BEGIN Dataset

//! Manager service: schedules executions on a bounded worker pool
//!
//! Every submission moves through `Queued → Running → Completed`. The
//! manager tracks how many tasks sit in each of the first two states with
//! atomic counters and supports exactly one graceful shutdown, which stops
//! new submissions and blocks until all outstanding work has drained.
//!
//! # Failure containment
//!
//! Provider errors and panics (in the provider or the completion callback)
//! are caught at the task boundary, logged, and counted as failures. A
//! failed provider call is reported to the callback as "no product". The
//! worker thread and the counters are never affected.

use crate::error::{QpipeError, Result};
use crate::listener::Listeners;
use crate::pool::WorkerPool;
use crate::provider::Provider;
use crate::service::executor::{ExecutorService, ProviderExecutor};
use crate::types::{Completion, ServiceStats, TaskState};
use crossbeam_channel::bounded;
use parking_lot::{Condvar, Mutex};
use std::panic::{catch_unwind, AssertUnwindSafe};
use std::sync::atomic::{AtomicBool, AtomicU64, Ordering};
use std::sync::Arc;
use std::time::Duration;

/// Scheduling of queries onto a worker pool
pub trait ManagerService<T, H>: Send + Sync {
    /// Schedule `query`. `callback` runs on the worker once the query executed.
    fn submit(&self, query: T, callback: Option<Completion<T, H>>) -> Result<TaskHandle>;

    /// Schedule `query` and block until its product is available.
    ///
    /// Fails with a lifecycle error when called from one of the service's
    /// own worker threads.
    fn exec(&self, query: T) -> Result<Option<H>>;

    /// Tasks accepted but not yet picked up by a worker
    fn count_submitted(&self) -> u64;

    /// Tasks currently executing
    fn count_in_progress(&self) -> u64;

    /// Snapshot of all counters
    fn stats(&self) -> ServiceStats;

    /// Whether shutdown has been requested
    fn is_shutting_down(&self) -> bool;

    /// Whether the calling thread is one of the workers this service runs on
    fn is_worker_thread(&self) -> bool;

    /// Refuse further submissions and block until outstanding work drained.
    /// Permitted exactly once.
    fn shutdown(&self) -> Result<()>;
}

// ==================== Task Handle ====================

struct TaskCell {
    state: Mutex<TaskState>,
    changed: Condvar,
}

impl TaskCell {
    fn new() -> Arc<Self> {
        Arc::new(Self {
            state: Mutex::new(TaskState::Queued),
            changed: Condvar::new(),
        })
    }

    fn set(&self, state: TaskState) {
        *self.state.lock() = state;
        self.changed.notify_all();
    }
}

/// Handle to a submitted task, resolving when it reaches `Completed`
pub struct TaskHandle {
    cell: Arc<TaskCell>,
}

impl TaskHandle {
    /// Current state of the task
    pub fn state(&self) -> TaskState {
        *self.cell.state.lock()
    }

    /// Whether the task has completed
    pub fn is_finished(&self) -> bool {
        self.state() == TaskState::Completed
    }

    /// Block until the task has completed
    pub fn wait(self) {
        let mut state = self.cell.state.lock();
        while *state != TaskState::Completed {
            self.cell.changed.wait(&mut state);
        }
    }

    /// Block until the task has completed or `timeout` elapsed.
    /// Returns whether the task completed.
    pub fn wait_timeout(&self, timeout: Duration) -> bool {
        let mut state = self.cell.state.lock();
        if *state != TaskState::Completed {
            self.cell.changed.wait_while_for(
                &mut state,
                |s| *s != TaskState::Completed,
                timeout,
            );
        }
        *state == TaskState::Completed
    }
}

impl std::fmt::Debug for TaskHandle {
    fn fmt(&self, f: &mut std::fmt::Formatter<'_>) -> std::fmt::Result {
        f.debug_struct("TaskHandle")
            .field("state", &self.state())
            .finish()
    }
}

// ==================== Shared Counters ====================

struct ManagerState {
    queued: AtomicU64,
    running: AtomicU64,
    completed: AtomicU64,
    failed: AtomicU64,
    shutting_down: AtomicBool,
    drain_lock: Mutex<()>,
    drained: Condvar,
}

impl ManagerState {
    fn new() -> Self {
        Self {
            queued: AtomicU64::new(0),
            running: AtomicU64::new(0),
            completed: AtomicU64::new(0),
            failed: AtomicU64::new(0),
            shutting_down: AtomicBool::new(false),
            drain_lock: Mutex::new(()),
            drained: Condvar::new(),
        }
    }

    fn outstanding(&self) -> u64 {
        self.queued.load(Ordering::SeqCst) + self.running.load(Ordering::SeqCst)
    }

    /// Wake the shutdown waiter if this was the last outstanding task
    fn notify_if_drained(&self) {
        if self.outstanding() == 0 && self.shutting_down.load(Ordering::SeqCst) {
            let _guard = self.drain_lock.lock();
            self.drained.notify_all();
        }
    }
}

/// Owns one task's slot in the counters. Dropping it completes the task,
/// whether the job ran, panicked, or was discarded unrun.
struct TaskGuard {
    state: Arc<ManagerState>,
    cell: Arc<TaskCell>,
    started: bool,
    failed: bool,
}

impl TaskGuard {
    fn new(state: Arc<ManagerState>, cell: Arc<TaskCell>) -> Self {
        Self {
            state,
            cell,
            started: false,
            failed: false,
        }
    }

    /// Queued → Running. `running` goes up first so the sum never reads zero.
    fn start(&mut self) {
        self.state.running.fetch_add(1, Ordering::SeqCst);
        self.state.queued.fetch_sub(1, Ordering::SeqCst);
        self.started = true;
        self.cell.set(TaskState::Running);
    }

    fn mark_failed(&mut self) {
        self.failed = true;
    }
}

impl Drop for TaskGuard {
    fn drop(&mut self) {
        if self.started {
            if self.failed {
                self.state.failed.fetch_add(1, Ordering::SeqCst);
            }
            self.state.completed.fetch_add(1, Ordering::SeqCst);
            self.state.running.fetch_sub(1, Ordering::SeqCst);
        } else {
            self.state.queued.fetch_sub(1, Ordering::SeqCst);
        }
        self.cell.set(TaskState::Completed);
        self.state.notify_if_drained();
    }
}

// ==================== Concurrent Manager ====================

/// [`ManagerService`] running tasks on a shared [`WorkerPool`]
pub struct ConcurrentManager<T, H> {
    pool: Arc<WorkerPool>,
    executor: Arc<dyn ExecutorService<T, H>>,
    listeners: Listeners<T>,
    state: Arc<ManagerState>,
}

impl<T, H> ConcurrentManager<T, H>
where
    T: Send + 'static,
    H: Send + 'static,
{
    pub fn new(pool: Arc<WorkerPool>, executor: Arc<dyn ExecutorService<T, H>>) -> Self {
        Self {
            pool,
            executor,
            listeners: Listeners::new(),
            state: Arc::new(ManagerState::new()),
        }
    }

    /// Manager over a [`ProviderExecutor`] wrapping `provider`
    pub fn with_provider(pool: Arc<WorkerPool>, provider: Arc<dyn Provider<T, H>>) -> Self {
        Self::new(pool, Arc::new(ProviderExecutor::new(provider)))
    }

    /// Attach task lifecycle listeners
    pub fn with_listeners(mut self, listeners: Listeners<T>) -> Self {
        self.listeners = listeners;
        self
    }

    /// The pool this manager schedules onto
    pub fn pool(&self) -> &Arc<WorkerPool> {
        &self.pool
    }

    fn rejected() -> QpipeError {
        QpipeError::Lifecycle("service is in shutdown state, submissions are blocked".to_string())
    }
}

impl<T, H> ManagerService<T, H> for ConcurrentManager<T, H>
where
    T: Send + 'static,
    H: Send + 'static,
{
    fn submit(&self, query: T, callback: Option<Completion<T, H>>) -> Result<TaskHandle> {
        if self.state.shutting_down.load(Ordering::SeqCst) {
            return Err(Self::rejected());
        }

        // Count the task before re-checking the flag: a concurrent shutdown
        // either sees this increment or this submit sees its flag.
        self.state.queued.fetch_add(1, Ordering::SeqCst);
        let cell = TaskCell::new();
        let mut guard = TaskGuard::new(self.state.clone(), cell.clone());
        if self.state.shutting_down.load(Ordering::SeqCst) {
            drop(guard);
            return Err(Self::rejected());
        }

        // The job takes its query from this slot. Holding the slot until
        // listeners saw the submission keeps `on_submit` before `on_exec`.
        let slot = Arc::new(Mutex::new(None));
        let mut pending = slot.lock();
        *pending = Some(query);

        let handoff = slot.clone();
        let executor = self.executor.clone();
        let listeners = self.listeners.clone();
        let job = move || {
            let Some(query) = handoff.lock().take() else {
                return;
            };
            guard.start();

            let product = match catch_unwind(AssertUnwindSafe(|| executor.exec(&query))) {
                Ok(Ok(product)) => product,
                Ok(Err(e)) => {
                    tracing::warn!("Query execution failed, treating as no product: {}", e);
                    guard.mark_failed();
                    None
                }
                Err(_) => {
                    tracing::error!("Provider panicked, treating as no product");
                    guard.mark_failed();
                    None
                }
            };

            if let Some(callback) = callback {
                if catch_unwind(AssertUnwindSafe(|| callback(&query, product))).is_err() {
                    tracing::error!("Completion callback panicked");
                    guard.mark_failed();
                }
            }

            listeners.notify_exec(&query);
            drop(guard);
        };

        self.pool.execute(Box::new(job))?;
        if let Some(query) = pending.as_ref() {
            self.listeners.notify_submit(query);
        }
        drop(pending);

        tracing::trace!(
            queued = self.state.queued.load(Ordering::Relaxed),
            "Task submitted"
        );
        Ok(TaskHandle { cell })
    }

    fn exec(&self, query: T) -> Result<Option<H>> {
        if self.pool.is_worker_thread() {
            return Err(QpipeError::Lifecycle(
                "exec cannot wait for the pool from one of its own workers".to_string(),
            ));
        }
        let (tx, rx) = bounded(1);
        self.submit(
            query,
            Some(Box::new(move |_: &T, product: Option<H>| {
                let _ = tx.send(product);
            })),
        )?;
        // A disconnected channel means the task was discarded before running.
        Ok(rx.recv().ok().flatten())
    }

    fn count_submitted(&self) -> u64 {
        self.state.queued.load(Ordering::SeqCst)
    }

    fn count_in_progress(&self) -> u64 {
        self.state.running.load(Ordering::SeqCst)
    }

    fn stats(&self) -> ServiceStats {
        ServiceStats {
            queued: self.state.queued.load(Ordering::SeqCst),
            running: self.state.running.load(Ordering::SeqCst),
            completed: self.state.completed.load(Ordering::SeqCst),
            failed: self.state.failed.load(Ordering::SeqCst),
            shutting_down: self.state.shutting_down.load(Ordering::SeqCst),
        }
    }

    fn is_shutting_down(&self) -> bool {
        self.state.shutting_down.load(Ordering::SeqCst)
    }

    fn is_worker_thread(&self) -> bool {
        self.pool.is_worker_thread()
    }

    fn shutdown(&self) -> Result<()> {
        if self.pool.is_worker_thread() {
            return Err(QpipeError::Lifecycle(
                "shutdown cannot wait for the pool from one of its own workers".to_string(),
            ));
        }
        if self
            .state
            .shutting_down
            .compare_exchange(false, true, Ordering::SeqCst, Ordering::SeqCst)
            .is_err()
        {
            return Err(QpipeError::Lifecycle("already is in shutdown state".to_string()));
        }

        let outstanding = self.state.outstanding();
        tracing::info!("Manager shutting down with {} outstanding task(s)", outstanding);

        if outstanding != 0 {
            let mut guard = self.state.drain_lock.lock();
            while self.state.outstanding() != 0 {
                self.state.drained.wait(&mut guard);
            }
        }

        self.executor.shutdown();
        tracing::info!(
            "Manager drained: {} completed, {} failed",
            self.state.completed.load(Ordering::SeqCst),
            self.state.failed.load(Ordering::SeqCst)
        );
        Ok(())
    }
}

impl<T, H> std::fmt::Debug for ConcurrentManager<T, H> {
    fn fmt(&self, f: &mut std::fmt::Formatter<'_>) -> std::fmt::Result {
        f.debug_struct("ConcurrentManager")
            .field("pool", &self.pool)
            .field("queued", &self.state.queued.load(Ordering::Relaxed))
            .field("running", &self.state.running.load(Ordering::Relaxed))
            .field("shutting_down", &self.state.shutting_down.load(Ordering::Relaxed))
            .finish()
    }
}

END Dataset

Task statement: Which of the lines above include the string "first"? Pick them out and copy them.

Response area:
//! manager tracks how many tasks sit in each of the first two states with
    /// Queued → Running. `running` goes up first so the sum never reads zero.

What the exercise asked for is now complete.